[Collected data]
[Start of Attachment]

use std::collections::HashMap;
use std::sync::{PoisonError, RwLock, RwLockReadGuard, RwLockWriteGuard};

use crate::charges::Charge;
use crate::errors::Result;
use crate::payments::{Allocation, Payment};
use crate::types::{AllocationId, ChargeId, PaymentId};

use super::{ChangeSet, CommitError, LedgerSnapshot, LedgerStore, RecordFilter, RowRef};

#[derive(Debug, Default)]
struct Tables {
    charges: HashMap<ChargeId, Charge>,
    payments: HashMap<PaymentId, Payment>,
    allocations: HashMap<AllocationId, Allocation>,
    /// unique (payment, charge) index
    allocation_pairs: HashMap<(PaymentId, ChargeId), AllocationId>,
}

impl Tables {
    fn check_version(
        row: RowRef,
        expected: u64,
        found: Option<u64>,
    ) -> std::result::Result<(), CommitError> {
        let ok = match (expected, found) {
            (0, None) => true,
            (expected, Some(found)) => expected != 0 && expected == found,
            _ => false,
        };
        if ok {
            Ok(())
        } else {
            Err(CommitError::Conflict { row, expected, found })
        }
    }

    fn validate(&self, changes: &ChangeSet) -> std::result::Result<(), CommitError> {
        for charge in &changes.charges {
            let found = self.charges.get(&charge.id).map(|c| c.version);
            Self::check_version(RowRef::Charge(charge.id), charge.version, found)?;
        }
        for payment in &changes.payments {
            let found = self.payments.get(&payment.id).map(|p| p.version);
            Self::check_version(RowRef::Payment(payment.id), payment.version, found)?;
        }
        for (charge_id, version) in &changes.removed_charges {
            let found = self.charges.get(charge_id).map(|c| c.version);
            Self::check_version(RowRef::Charge(*charge_id), *version, found)?;
        }

        for allocation in &changes.allocations {
            let pair = (allocation.payment_id, allocation.charge_id);
            match self.allocation_pairs.get(&pair) {
                Some(existing)
                    if *existing != allocation.id
                        && !changes.removed_allocations.contains(existing) =>
                {
                    return Err(CommitError::DuplicateAllocation {
                        payment_id: allocation.payment_id,
                        charge_id: allocation.charge_id,
                    });
                }
                _ => {}
            }
            if let Some(stored) = self.allocations.get(&allocation.id) {
                if (stored.payment_id, stored.charge_id) != pair {
                    return Err(CommitError::Conflict {
                        row: RowRef::Allocation(allocation.id),
                        expected: 0,
                        found: None,
                    });
                }
            }
        }
        Ok(())
    }

    fn apply(&mut self, changes: ChangeSet) {
        for id in changes.removed_allocations {
            if let Some(removed) = self.allocations.remove(&id) {
                self.allocation_pairs.remove(&(removed.payment_id, removed.charge_id));
            }
        }
        for allocation in changes.allocations {
            self.allocation_pairs
                .insert((allocation.payment_id, allocation.charge_id), allocation.id);
            self.allocations.insert(allocation.id, allocation);
        }
        for mut charge in changes.charges {
            charge.version += 1;
            self.charges.insert(charge.id, charge);
        }
        for mut payment in changes.payments {
            payment.version += 1;
            self.payments.insert(payment.id, payment);
        }
        for (charge_id, _) in changes.removed_charges {
            self.charges.remove(&charge_id);
        }
    }
}

/// In-process store guarded by a single reader-writer lock.
///
/// Commits validate every row version before applying anything, so a refused
/// commit leaves the tables untouched.
#[derive(Debug, Default)]
pub struct MemoryStore {
    tables: RwLock<Tables>,
}

impl MemoryStore {
    pub fn new() -> Self {
        Self::default()
    }

    fn read(&self) -> RwLockReadGuard<'_, Tables> {
        self.tables.read().unwrap_or_else(PoisonError::into_inner)
    }

    fn write(&self) -> RwLockWriteGuard<'_, Tables> {
        self.tables.write().unwrap_or_else(PoisonError::into_inner)
    }

    /// number of allocation rows, across all payments
    pub fn allocation_count(&self) -> usize {
        self.read().allocations.len()
    }
}

impl LedgerStore for MemoryStore {
    fn charge(&self, id: ChargeId) -> Result<Option<Charge>> {
        Ok(self.read().charges.get(&id).cloned())
    }

    fn payment(&self, id: PaymentId) -> Result<Option<Payment>> {
        Ok(self.read().payments.get(&id).cloned())
    }

    fn allocations_for_charge(&self, charge_id: ChargeId) -> Result<Vec<Allocation>> {
        Ok(self
            .read()
            .allocations
            .values()
            .filter(|a| a.charge_id == charge_id)
            .cloned()
            .collect())
    }

    fn allocations_for_payment(&self, payment_id: PaymentId) -> Result<Vec<Allocation>> {
        Ok(self
            .read()
            .allocations
            .values()
            .filter(|a| a.payment_id == payment_id)
            .cloned()
            .collect())
    }

    fn charges(&self, filter: RecordFilter) -> Result<Vec<Charge>> {
        Ok(self
            .read()
            .charges
            .values()
            .filter(|c| filter.matches(c.community_id, c.contract_id))
            .cloned()
            .collect())
    }

    fn payments(&self, filter: RecordFilter) -> Result<Vec<Payment>> {
        Ok(self
            .read()
            .payments
            .values()
            .filter(|p| filter.matches(p.community_id, p.contract_id))
            .cloned()
            .collect())
    }

    fn snapshot(&self, filter: RecordFilter) -> Result<LedgerSnapshot> {
        let tables = self.read();
        let charges = tables
            .charges
            .values()
            .filter(|c| filter.matches(c.community_id, c.contract_id))
            .cloned()
            .collect();
        let payments = tables
            .payments
            .values()
            .filter(|p| filter.matches(p.community_id, p.contract_id))
            .cloned()
            .collect();
        Ok(LedgerSnapshot { charges, payments })
    }

    fn commit(&self, changes: ChangeSet) -> std::result::Result<(), CommitError> {
        let mut tables = self.write();
        tables.validate(&changes)?;
        tables.apply(changes);
        Ok(())
    }
}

[End of Attachment]

TO DO
Return every line holding the word "Result" from the records.

ANSWER BOX
use crate::errors::Result;
    ) -> std::result::Result<(), CommitError> {
    fn validate(&self, changes: &ChangeSet) -> std::result::Result<(), CommitError> {
    fn charge(&self, id: ChargeId) -> Result<Option<Charge>> {
    fn payment(&self, id: PaymentId) -> Result<Option<Payment>> {
    fn allocations_for_charge(&self, charge_id: ChargeId) -> Result<Vec<Allocation>> {
    fn allocations_for_payment(&self, payment_id: PaymentId) -> Result<Vec<Allocation>> {
    fn charges(&self, filter: RecordFilter) -> Result<Vec<Charge>> {
    fn payments(&self, filter: RecordFilter) -> Result<Vec<Payment>> {
    fn snapshot(&self, filter: RecordFilter) -> Result<LedgerSnapshot> {
    fn commit(&self, changes: ChangeSet) -> std::result::Result<(), CommitError> {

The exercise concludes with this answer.